Hormone therapy failure in human prostate cancer: analysis by complementary DNA and tissue microarrays.

BACKGROUND: The molecular mechanisms underlying the progression of prostate cancer during hormonal therapy have remained poorly understood. In this study, we developed a new strategy for the identification of differentially expressed genes in hormone-refractory human prostate cancer by use of a combination of complementary DNA (cDNA) and tissue microarray technologies. METHODS: Differences in gene expression between hormone-refractory CWR22R prostate cancer xenografts (human prostate cancer transplanted into nude mice) and a xenograft of the parental, hormone-sensitive CWR22 strain were analyzed by use of cDNA microarray technology.
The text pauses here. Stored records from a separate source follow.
//! Fetch command - one-shot request against the position feed.

use std::path::PathBuf;

use clap::Args;
use console::style;

use fleetmap::export::GeoJsonExporter;
use fleetmap::geojson;
use fleetmap::source::PositionSource;
use fleetmap::store::PositionRecord;

use super::common::{build_runtime, build_source, SourceArgs};
use crate::error::CliError;
use crate::runner::CliRunner;

/// Arguments for the fetch command.
#[derive(Debug, Args)]
pub struct FetchArgs {
    #[command(flatten)]
    pub source: SourceArgs,

    /// Also write the positions as GeoJSON to this file
    #[arg(short, long, value_name = "FILE")]
    pub output: Option<PathBuf>,

    /// Mirror log output to stderr
    #[arg(short, long)]
    pub verbose: bool,
}

/// Run the fetch command.
pub fn run(args: FetchArgs) -> Result<(), CliError> {
    let runner = CliRunner::new(args.verbose)?;
    runner.log_startup("fetch");

    let source = build_source(&args.source, runner.config())?;
    let runtime = build_runtime()?;

    println!("Fetching {}", style(source.url()).cyan());
    let records = runtime.block_on(source.fetch())?;

    println!();
    print_records(&records);

    if let Some(path) = args.output {
        let exporter = GeoJsonExporter::new(&path);
        runtime.block_on(exporter.write(&geojson::from_records(&records)))?;
        println!();
        println!("Wrote {} features to {}", records.len(), path.display());
    }

    Ok(())
}

fn print_records(records: &[PositionRecord]) {
    if records.is_empty() {
        println!("No positions reported.");
        return;
    }

    println!(
        "{}",
        style(format!("{:<20} {:>11} {:>12}", "ID", "LAT", "LON")).bold()
    );
    for record in records {
        println!(
            "{:<20} {:>11.6} {:>12.6}",
            record.id, record.position.lat, record.position.lon
        );
    }
    println!();
    println!("{} positions", records.len());
}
To validate the data from cDNA microarrays on clinical prostate cancer specimens, a tissue microarray of specimens from 26 prostates with benign prostatic hyperplasia, 208 primary prostate cancers, and 30 hormone-refractory local recurrences was constructed and used for immunohistochemical detection of protein expression. RESULTS: Among 5184 genes surveyed with cDNA microarray technology, expression of 37 (0.7%) was increased more than twofold in the hormone-refractory CWR22R xenografts compared with the CWR22 xenograft; expression of 135 (2.6%) genes was reduced by more than 50%. The genes encoding insulin-like growth factor-binding protein 2 (IGFBP2) and 27-kd heat-shock protein (HSP27) were among the most consistently overexpressed genes in the CWR22R tumors. Immunohistochemical analysis of tissue microarrays demonstrated high expression of IGFBP2 protein in 100% of the hormone-refractory clinical tumors, in 36% of the primary tumors, and in 0% of the benign prostatic specimens (two-sided P =.0001). Overexpression of HSP27 protein was demonstrated in 31% of the hormone-refractory tumors, in 5% of the primary tumors, and in 0% of the benign prostatic specimens (two-sided P =.0001). CONCLUSIONS: The combination of cDNA and tissue microarray technologies enables rapid identification of genes associated with progression of prostate cancer to the hormone-refractory state and may facilitate analysis of the role of the encoded gene products in the pathogenesis of human prostate cancer.